Microsoft Oprek Windows 11, Buka Aplikasi Jadi Makin Ngebut - detik
Microsoft Oprek Windows 11, Buka Aplikasi Jadi Makin Ngebut
Anggoro Suryo - detikInet
Jakarta -
Microsoft menyadari adanya keluhan seputar performa Windows 11. Sebagai solusinya, mereka saat ini dilaporkan tengah bekerja keras untuk memperbaiki waktu respons dan penggunaan prosesor pada sistem operasi tersebut.
Berdasarkan bocoran terbaru, para engineer Microsoft sedang menguji coba fitur baru yang diberi nama "Low Latency Profile" (LLP). Fitur ini secara khusus dirancang untuk mendongkrak performa Windows 11 saat menjalankan tugas-tugas sistem yang krusial.
Cara Kerja dan Lonjakan Performa
Sumber internal Microsoft mendeskripsikan LLP sebagai sebuah mekanisme yang akan mendorong frekuensi CPU menjadi lebih tinggi dalam waktu singkat untuk "mengakselerasi" pengoperasian antarmuka (UI).
Secara praktis, sistem operasi akan memacu prosesor ke frekuensi maksimalnya dalam durasi yang sangat singkat, yakni sekitar 1 hingga 3 detik saja. Dorongan tenaga instan ini diklaim bakal memberikan pengalaman yang jauh lebih gesit saat pengguna membuka aplikasi, mengeklik menu konteks (klik kanan), atau saat memunculkan berbagai menu sistem bawaan.
Laporan dari Windows Central mengungkap seberapa signifikan dampak dari fitur baru ini:
- Aplikasi Bawaan: Membuka aplikasi bawaan seperti browser Microsoft Edge dan Outlook diklaim menjadi 40 persen lebih cepat.
- Elemen Antarmuka: Memuat menu Start, menu konteks, dan elemen UI lainnya terasa 70 persen lebih kencang.
- Aplikasi Pihak Ketiga: Fitur ini juga disebut akan memberikan efek positif pada peluncuran aplikasi pihak ketiga, meski persentase peningkatannya belum dirinci secara pasti.

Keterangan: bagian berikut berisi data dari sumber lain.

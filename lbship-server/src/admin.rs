use axum::extract::State;
use axum::http::header;
use axum::response::{IntoResponse, Json};
use axum::routing::get;
use axum::Router;
use lbship_observability::{PipelineMetrics, prometheus_exporter};
use lbship_pipeline::Dispatcher;
use serde_json::{Value, json};
use std::sync::Arc;
use tokio::sync::watch;
use tracing::info;

/// Shared state for the admin endpoint.
pub struct AdminState {
    pub metrics: Arc<PipelineMetrics>,
    pub dispatcher: Dispatcher,
    pub stop: watch::Receiver<bool>,
}

pub fn build_admin_router(state: Arc<AdminState>) -> Router {
    Router::new()
        .route("/health", get(health_check))
        .route("/metrics", get(metrics_handler))
        .with_state(state)
}

/// Serve until the stop signal flips.
pub async fn serve(addr: String, state: Arc<AdminState>) -> anyhow::Result<()> {
    let mut stop = state.stop.clone();
    let app = build_admin_router(state);
    let listener = tokio::net::TcpListener::bind(&addr).await?;
    info!(addr = %addr, "Admin endpoint listening");
    axum::serve(listener, app)
        .with_graceful_shutdown(async move {
            let _ = stop.wait_for(|stopped| *stopped).await;
        })
        .await?;
    Ok(())
}

async fn health_check(State(state): State<Arc<AdminState>>) -> Json<Value> {
    let draining = *state.stop.borrow();
    Json(json!({
        "status": if draining { "draining" } else { "ok" },
        "version": env!("CARGO_PKG_VERSION"),
        "queue": {
            "len": state.dispatcher.len(),
            "capacity": state.dispatcher.capacity(),
        },
        "workers_running": state.metrics.workers_running(),
    }))
}

async fn metrics_handler(State(state): State<Arc<AdminState>>) -> impl IntoResponse {
    (
        [(header::CONTENT_TYPE, prometheus_exporter::content_type())],
        state.metrics.render(),
    )
}

#[cfg(test)]
mod tests {
    use super::*;
    use axum::body::{Body, to_bytes};
    use axum::http::{Request, StatusCode};
    use lbship_observability::Metric;
    use tower::ServiceExt;

    fn make_state(stopped: bool) -> (Arc<AdminState>, watch::Sender<bool>) {
        let metrics = Arc::new(PipelineMetrics::new(true).unwrap());
        let dispatcher = Dispatcher::new(8, Arc::clone(&metrics));
        let (tx, rx) = watch::channel(stopped);
        let state = Arc::new(AdminState {
            metrics,
            dispatcher,
            stop: rx,
        });
        (state, tx)
    }

    fn get_req(uri: &str) -> Request<Body> {
        Request::builder().uri(uri).body(Body::empty()).unwrap()
    }

    async fn body_string(resp: axum::response::Response) -> String {
        let bytes = to_bytes(resp.into_body(), 1024 * 1024).await.unwrap();
        String::from_utf8(bytes.to_vec()).unwrap()
    }

    #[tokio::test]
    async fn health_reports_queue() {
        let (state, _tx) = make_state(false);
        state.dispatcher.submit("line".into()).unwrap();
        let resp = build_admin_router(state).oneshot(get_req("/health")).await.unwrap();
        assert_eq!(resp.status(), StatusCode::OK);

        let body: Value = serde_json::from_str(&body_string(resp).await).unwrap();
        assert_eq!(body["status"], "ok");
        assert_eq!(body["queue"]["len"], 1);
        assert_eq!(body["queue"]["capacity"], 8);
    }

    #[tokio::test]
    async fn health_reports_draining() {
        let (state, _tx) = make_state(true);
        let resp = build_admin_router(state).oneshot(get_req("/health")).await.unwrap();
        let body: Value = serde_json::from_str(&body_string(resp).await).unwrap();
        assert_eq!(body["status"], "draining");
    }

    #[tokio::test]
    async fn metrics_are_prometheus_text() {
        let (state, _tx) = make_state(false);
        state.metrics.inc(Metric::LinesDropped);
        let resp = build_admin_router(state).oneshot(get_req("/metrics")).await.unwrap();
        assert_eq!(resp.status(), StatusCode::OK);
        assert!(
            resp.headers()[header::CONTENT_TYPE]
                .to_str()
                .unwrap()
                .starts_with("text/plain")
        );
        let text = body_string(resp).await;
        assert!(text.contains("lbship_lines_dropped_total 1"));
    }
}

Bagian dari Proyek Windows K2
Kehadiran fitur LLP ini rupanya merupakan bagian dari inisiatif "Windows K2". Ini adalah proyek strategis baru dari para petinggi Microsoft untuk secara signifikan meningkatkan performa, keandalan, dan stabilitas Windows 11 yang selama ini berjuang untuk memikat hati pengguna sejak awal peluncurannya.

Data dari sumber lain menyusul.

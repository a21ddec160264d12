// ━━━━━━━━━━━━━━━━━━━━━━━━━━━━━━━━━━━━━━━━━━━━━━━━━━━━━━━━━━━━
//  lbship: load-balancer access-log shipper
//
//  Intake:    syslog UDP/TCP on tokio
//  Workers:   std threads, one batch each, shared bounded queue
//  Storage:   Elasticsearch _bulk
// ━━━━━━━━━━━━━━━━━━━━━━━━━━━━━━━━━━━━━━━━━━━━━━━━━━━━━━━━━━━━

#[global_allocator]
static GLOBAL: tikv_jemallocator::Jemalloc = tikv_jemallocator::Jemalloc;

mod admin;
mod intake;

use anyhow::Context;
use clap::Parser;
use lbship_core::ShipperConfig;
use lbship_enrich::{Enricher, MaxMindLookup};
use lbship_observability::PipelineMetrics;
use lbship_pipeline::{Pipeline, PipelineDeps};
use lbship_sink::{ElasticClient, Forwarder};
use std::path::PathBuf;
use std::sync::Arc;
use std::time::Duration;
use tracing::{error, info};

#[derive(Parser, Debug)]
#[command(name = "lbship", version, about = "Load-balancer access-log shipper")]
struct Cli {
    /// Path to configuration file
    #[arg(short, long, default_value = "lbship.toml")]
    config: PathBuf,

    /// Log level
    #[arg(long, default_value = "info")]
    log_level: String,
}

fn main() -> anyhow::Result<()> {
    let cli = Cli::parse();

    // ── Tracing ──
    tracing_subscriber::fmt()
        .with_env_filter(
            tracing_subscriber::EnvFilter::try_from_default_env()
                .unwrap_or_else(|_| tracing_subscriber::EnvFilter::new(&cli.log_level)),
        )
        .with_target(false)
        .init();

    info!(version = env!("CARGO_PKG_VERSION"), "lbship starting");

    // ── Config ──
    info!(path = %cli.config.display(), "Loading config file");
    let config = ShipperConfig::load(&cli.config)
        .inspect_err(|e| error!(error = %e, "Invalid configuration"))?;

    let num_workers = config.effective_workers();
    info!(workers = num_workers, "Worker count");

    // ── Runtime for intake, admin, and storage I/O ──
    let runtime = tokio::runtime::Builder::new_multi_thread()
        .enable_all()
        .thread_name("lbship-io")
        .build()
        .context("failed to build tokio runtime")?;

    // ── Metrics ──
    let metrics = Arc::new(PipelineMetrics::new(config.admin.enabled)?);

    // ── Enrichment ──
    let geo = MaxMindLookup::open(&config.enrich.geoip_path)
        .inspect_err(|e| error!(error = %e, "GeoIP database unavailable"))?;
    let enricher = Enricher::from_config(&config.enrich, Arc::new(geo), Arc::clone(&metrics))?;

    // ── Storage ──
    let storage = ElasticClient::new(&config.elasticsearch)
        .inspect_err(|e| error!(error = %e, "Storage client unavailable"))?;
    info!(nodes = ?storage.nodes(), index = %config.elasticsearch.index, "Storage client ready");

    // ── Forwarder ──
    let forwarder = match config.forward.target {
        Some(ref target) => {
            Forwarder::spawn(target, config.forward.queue_capacity, Arc::clone(&metrics))?
        }
        None => Forwarder::disabled(),
    };

    // ── Workers ──
    let pipeline = Pipeline::start(
        &config,
        PipelineDeps {
            enricher: Arc::new(enricher),
            storage: Arc::new(storage),
            forwarder: Arc::new(forwarder),
            metrics: Arc::clone(&metrics),
            runtime: runtime.handle().clone(),
        },
    )
    .context("failed to spawn workers")?;

    // ── Intake + admin, then wait for a shutdown signal ──
    let served = runtime.block_on(async {
        intake::start(&config.listen, pipeline.dispatcher(), pipeline.stop_signal())
            .await
            .context("failed to bind syslog listener")?;

        if config.admin.enabled {
            let state = Arc::new(admin::AdminState {
                metrics: Arc::clone(&metrics),
                dispatcher: pipeline.dispatcher(),
                stop: pipeline.stop_signal(),
            });
            let addr = config.admin.addr.clone();
            tokio::spawn(async move {
                if let Err(e) = admin::serve(addr, state).await {
                    error!(error = %e, "Admin endpoint failed");
                }
            });
        }

        info!(
            listen = %config.listen.bind_addr(),
            workers = num_workers,
            "lbship is ready"
        );

        wait_for_signal().await;
        anyhow::Ok(())
    });

    match served {
        Ok(()) => info!("Shutdown signal received, draining"),
        Err(ref e) => error!(error = %e, "Startup failed, draining"),
    }

    // Workers flush through the runtime, so it must outlive this call.
    pipeline.shutdown();
    runtime.shutdown_timeout(Duration::from_secs(5));

    served?;
    info!("lbship stopped");
    Ok(())
}

/// SIGINT or SIGTERM. Later signals are absorbed by the installed handlers.
async fn wait_for_signal() {
    let ctrl_c = async {
        if let Err(e) = tokio::signal::ctrl_c().await {
            error!(error = %e, "Failed to listen for SIGINT");
            std::future::pending::<()>().await;
        }
    };

    #[cfg(unix)]
    let terminate = async {
        match tokio::signal::unix::signal(tokio::signal::unix::SignalKind::terminate()) {
            Ok(mut sig) => {
                sig.recv().await;
            }
            Err(e) => {
                error!(error = %e, "Failed to listen for SIGTERM");
                std::future::pending::<()>().await;
            }
        }
    };

    #[cfg(not(unix))]
    let terminate = std::future::pending::<()>();

    tokio::select! {
        _ = ctrl_c => {}
        _ = terminate => {}
    }
}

Melalui K2, Microsoft tampaknya berupaya keras untuk menghadirkan pengalaman antarmuka yang mengalir mulus dan responsif layaknya Windows 10.
Sebagai perubahan di tingkat dasar (low-level), fitur LLP dirancang untuk beroperasi sepenuhnya di latar belakang, sehingga pengguna tidak akan menemukan tombol on/off khusus di menu pengaturan. Para insinyur juga menjamin bahwa lonjakan singkat pada kinerja CPU ini tidak akan memicu panas berlebih (overheating) ataupun menguras daya baterai laptop secara signifikan.
Saat ini, fitur tersebut sudah disematkan dalam versi preview terbaru untuk para peserta program Windows Insider. Pengguna ahli (enthusiast) bahkan sudah bisa mengaktifkannya menggunakan utilitas open-source ViVeTool. Mengingat pengembangannya yang masih terus berjalan, Microsoft kemungkinan akan melakukan beberapa penyesuaian akhir sebelum fitur ini benar-benar dirilis ke publik, demikian dirangkum detikINET dari TechSpot, Senin (11/5/2026).